Assessment of drug-induced sleep endoscopy (DISE) in adults with obstructive sleep apnoea (OSA) - INAHTA Brief

Aim

To evaluate the validity of funding of this procedure by the French National Health Insurance system:

• Assess the clinical utility, diagnostic performance and safety of drug-induced sleep endoscopy (DISE) to locate sites of upper airway obstruction in adults with obstructive sleep apnoea (OSA), via comparison with the usual strategy (including clinical assessment and awake endoscopy).
• In the event of a demonstrated clinical benefit, describe the conditions for optimum performance of this procedure.

Conclusions and results

In total, the following studies were analysed: two randomised controlled trials and six prospective studies (for the different questions relative to clinical utility, diagnostic performance and safety), along with four randomised controlled trials for the question relative to the choice of anaesthetic (the only question relating to the conditions for optimum performance covered).

Based on all the information gathered and analysed in the report, including two recent randomised controlled trials, it has not been possible to formally conclude that performing DISE in addition to the usual strategy in the management of OSA improves patient outcomes or reduces the number of patients wrongly operated on.

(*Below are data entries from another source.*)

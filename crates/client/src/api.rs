//! Admin API HTTP client.

use reqwest::{Client, Method, RequestBuilder, StatusCode};
use secrecy::{ExposeSecret, SecretString};
use serde::de::DeserializeOwned;
use tracing::{debug, instrument, warn};
use url::Url;
use uuid::Uuid;

use shopdeck_core::{
    CheckoutInput, CheckoutResponse, ProductDetail, ProductQuery, ResourceKind, Store, StoreId,
};

use crate::ClientError;

/// Client for the admin JSON API.
///
/// Keeps a cookie store so a session cookie set by the server rides along
/// with later requests, the way a browser would send it.
#[derive(Debug, Clone)]
pub struct ApiClient {
    client: Client,
    base_url: Url,
}

impl ApiClient {
    /// Create a client for the API at `base_url`.
    ///
    /// # Errors
    ///
    /// Returns `ClientError::Request` if the HTTP client cannot be built.
    pub fn new(base_url: Url) -> Result<Self, ClientError> {
        let client = Client::builder()
            .cookie_store(true)
            .build()
            .map_err(|e| ClientError::Request(e.to_string()))?;
        Ok(Self { client, base_url })
    }

    #[must_use]
    pub const fn base_url(&self) -> &Url {
        &self.base_url
    }

    fn url(&self, path: &str) -> Result<Url, ClientError> {
        let raw = format!("{}{path}", self.base_url.as_str().trim_end_matches('/'));
        Url::parse(&raw).map_err(|e| ClientError::InvalidUrl(format!("{raw}: {e}")))
    }

    fn request(
        &self,
        method: Method,
        path: &str,
        token: Option<&SecretString>,
    ) -> Result<RequestBuilder, ClientError> {
        let builder = self.client.request(method, self.url(path)?);
        Ok(match token {
            Some(token) => builder.bearer_auth(token.expose_secret()),
            None => builder,
        })
    }

    /// Send a request and decode the JSON body.
    ///
    /// An empty 2xx body decodes as `null`.
    ///
    /// # Errors
    ///
    /// Returns `ClientError::Api` with the plain-text body on non-2xx,
    /// `ClientError::Request` if the request could not be sent and
    /// `ClientError::Response` if the body is not JSON.
    #[instrument(skip(self, token, body))]
    pub async fn send(
        &self,
        method: Method,
        path: &str,
        token: Option<&SecretString>,
        body: Option<&serde_json::Value>,
    ) -> Result<serde_json::Value, ClientError> {
        let mut builder = self.request(method, path, token)?;
        if let Some(body) = body {
            builder = builder.json(body);
        }
        let response = builder
            .send()
            .await
            .map_err(|e| ClientError::Request(e.to_string()))?;
        decode(response).await
    }

    /// The caller's stores.
    ///
    /// # Errors
    ///
    /// Returns an error if the request fails or the token is rejected.
    pub async fn list_stores(&self, token: &SecretString) -> Result<Vec<Store>, ClientError> {
        let value = self
            .send(Method::GET, &stores_path(None), Some(token), None)
            .await?;
        from_value(value)
    }

    /// All rows of a resource in a store.
    ///
    /// # Errors
    ///
    /// Returns an error if the request fails or the body does not match `T`.
    pub async fn list<T: DeserializeOwned>(
        &self,
        store_id: StoreId,
        kind: ResourceKind,
    ) -> Result<Vec<T>, ClientError> {
        let value = self
            .send(Method::GET, &collection_path(store_id, kind), None, None)
            .await?;
        from_value(value)
    }

    /// One row of a resource, or `None` if it does not exist.
    ///
    /// # Errors
    ///
    /// Returns an error if the request fails or the body does not match `T`.
    pub async fn get<T: DeserializeOwned>(
        &self,
        store_id: StoreId,
        kind: ResourceKind,
        id: Uuid,
    ) -> Result<Option<T>, ClientError> {
        let value = self
            .send(Method::GET, &item_path(store_id, kind, id), None, None)
            .await?;
        from_value(value)
    }

    /// Products in a store, filtered.
    ///
    /// # Errors
    ///
    /// Returns an error if the request fails or the body cannot be decoded.
    #[instrument(skip(self))]
    pub async fn list_products(
        &self,
        store_id: StoreId,
        query: &ProductQuery,
    ) -> Result<Vec<ProductDetail>, ClientError> {
        let response = self
            .request(
                Method::GET,
                &collection_path(store_id, ResourceKind::Product),
                None,
            )?
            .query(query)
            .send()
            .await
            .map_err(|e| ClientError::Request(e.to_string()))?;
        from_value(decode(response).await?)
    }

    /// Open a hosted checkout for the given products.
    ///
    /// # Errors
    ///
    /// Returns an error if the request fails or the server rejects it.
    pub async fn checkout(
        &self,
        store_id: StoreId,
        input: &CheckoutInput,
    ) -> Result<CheckoutResponse, ClientError> {
        let body = serde_json::to_value(input).map_err(|e| ClientError::Request(e.to_string()))?;
        let value = self
            .send(
                Method::POST,
                &format!("/api/{store_id}/checkout"),
                None,
                Some(&body),
            )
            .await?;
        from_value(value)
    }
}

/// `/api/stores` or `/api/stores/{id}`.
#[must_use]
pub fn stores_path(store_id: Option<StoreId>) -> String {
    store_id.map_or_else(|| "/api/stores".to_owned(), |id| format!("/api/stores/{id}"))
}

/// `/api/{storeId}/{resource}`.
#[must_use]
pub fn collection_path(store_id: StoreId, kind: ResourceKind) -> String {
    format!("/api/{store_id}/{}", kind.path_segment())
}

/// `/api/{storeId}/{resource}/{id}`.
#[must_use]
pub fn item_path(store_id: StoreId, kind: ResourceKind, id: Uuid) -> String {
    format!("{}/{id}", collection_path(store_id, kind))
}

async fn decode(response: reqwest::Response) -> Result<serde_json::Value, ClientError> {
    let status = response.status();
    let text = response
        .text()
        .await
        .map_err(|e| ClientError::Response(e.to_string()))?;

    if !status.is_success() {
        warn!(%status, "Admin API returned an error");
        return Err(ClientError::Api {
            status: status.as_u16(),
            message: text,
        });
    }

    if text.is_empty() || status == StatusCode::NO_CONTENT {
        debug!(%status, "Empty response body");
        return Ok(serde_json::Value::Null);
    }

    serde_json::from_str(&text).map_err(|e| ClientError::Response(e.to_string()))
}

fn from_value<T: DeserializeOwned>(value: serde_json::Value) -> Result<T, ClientError> {
    serde_json::from_value(value).map_err(|e| ClientError::Response(e.to_string()))
}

The analysis of the diagnostic studies revealed a very poor level of agreement between the obstructions observed with DISE and with the comparator in more than half of the patients (one study), as well as a higher number of multisite obstructions with DISE than with the comparator (one study), but both studies have limitations that weaken the conclusions that can be drawn from them.

The studies presenting safety data did not note any particular complications with this technique, and this finding was shared by the experts consulted.

Finally, the analysis of the randomised controlled trials comparing different anaesthetics did not enable any definite conclusion to be reached in favour of one anaesthetic over another.

Recommendations

In view of all the data collected and analysed, the French National Authority for Health (HAS) issues an unfavourable opinion for the funding of this procedure in the indications covered by the report. It should be noted that the indication relating to the performance of DISE before the implantation of a hypoglossal nerve stimulation device has been the subject of a separate assessment document.

Methods

• a critical analysis of the literature identified after a systematic literature search and selected on the basis of explicit criteria. The methodological validity of the studies selected for the analysis was assessed using the RoB 2 tool for the RCTs and the Quadas 2 grid for the diagnostic studies.

The data collected were summarised in the form of a narrative analysis or a meta-analysis (when at least three studies presented data on the outcome in question).

• consultation of healthcare professionals and users, questioned first individually and then collectively (as stakeholders);
• compilation of these different elements in the health technology assessment report, examined by the HAS committee for the assessment of diagnostic, prognostic and predictive health technologies (CEDiag), and then validated by the HAS Board.

Further research/reviews required

The HAS recognises the need for an additional diagnostic tool to better characterise obstructions occurring during sleep, in order to ensure optimal adaptation of OSA treatment(s). To this end, the HAS encourages the performance of studies to demonstrate the clinical utility of DISE, taking into account the specificities of interpretation and comparison of results, which are recalled in the conclusions of the report.